Word for word, repeat all of the entries below.
____
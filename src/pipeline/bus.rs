//! # Event bus for pipeline events.
//!
//! [`Bus`] is a thin wrapper around [`tokio::sync::broadcast`] carrying
//! [`TaskEvent`]s from every tracked task to pipeline subscribers.
//!
//! ## Rules
//! - **Non-blocking publish**: `publish()` never blocks; it calls `broadcast::Sender::send`.
//! - **Bounded capacity**: a single ring buffer stores recent events for all receivers.
//! - **Lag handling**: slow receivers get `RecvError::Lagged(n)` and skip `n` oldest items.
//! - **No persistence**: events are lost if there are no active subscribers at send time.

use tokio::sync::broadcast;

use super::event::TaskEvent;

/// Broadcast channel for pipeline events.
#[derive(Clone, Debug)]
pub(crate) struct Bus {
    tx: broadcast::Sender<TaskEvent>,
}

impl Bus {
    /// Creates a new bus; the minimum capacity is 1 (clamped).
    pub(crate) fn new(capacity: usize) -> Self {
        let (tx, _rx) = broadcast::channel::<TaskEvent>(capacity.max(1));
        Self { tx }
    }

    /// Publishes an event to all active subscribers.
    pub(crate) fn publish(&self, ev: TaskEvent) {
        let _ = self.tx.send(ev);
    }

    /// Creates a receiver that observes events sent after this call.
    pub(crate) fn subscribe(&self) -> broadcast::Receiver<TaskEvent> {
        self.tx.subscribe()
    }
}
____
OUTPUT OF THE TASK —
filename src/pipeline/bus.rs
//! # Event bus for pipeline events.
//!
//! [`Bus`] is a thin wrapper around [`tokio::sync::broadcast`] carrying
//! [`TaskEvent`]s from every tracked task to pipeline subscribers.
//!
//! ## Rules
//! - **Non-blocking publish**: `publish()` never blocks; it calls `broadcast::Sender::send`.
//! - **Bounded capacity**: a single ring buffer stores recent events for all receivers.
//! - **Lag handling**: slow receivers get `RecvError::Lagged(n)` and skip `n` oldest items.
//! - **No persistence**: events are lost if there are no active subscribers at send time.

use tokio::sync::broadcast;

use super::event::TaskEvent;

/// Broadcast channel for pipeline events.
#[derive(Clone, Debug)]
pub(crate) struct Bus {
    tx: broadcast::Sender<TaskEvent>,
}

impl Bus {
    /// Creates a new bus; the minimum capacity is 1 (clamped).
    pub(crate) fn new(capacity: usize) -> Self {
        let (tx, _rx) = broadcast::channel::<TaskEvent>(capacity.max(1));
        Self { tx }
    }

    /// Publishes an event to all active subscribers.
    pub(crate) fn publish(&self, ev: TaskEvent) {
        let _ = self.tx.send(ev);
    }

    /// Creates a receiver that observes events sent after this call.
    pub(crate) fn subscribe(&self) -> broadcast::Receiver<TaskEvent> {
        self.tx.subscribe()
    }
}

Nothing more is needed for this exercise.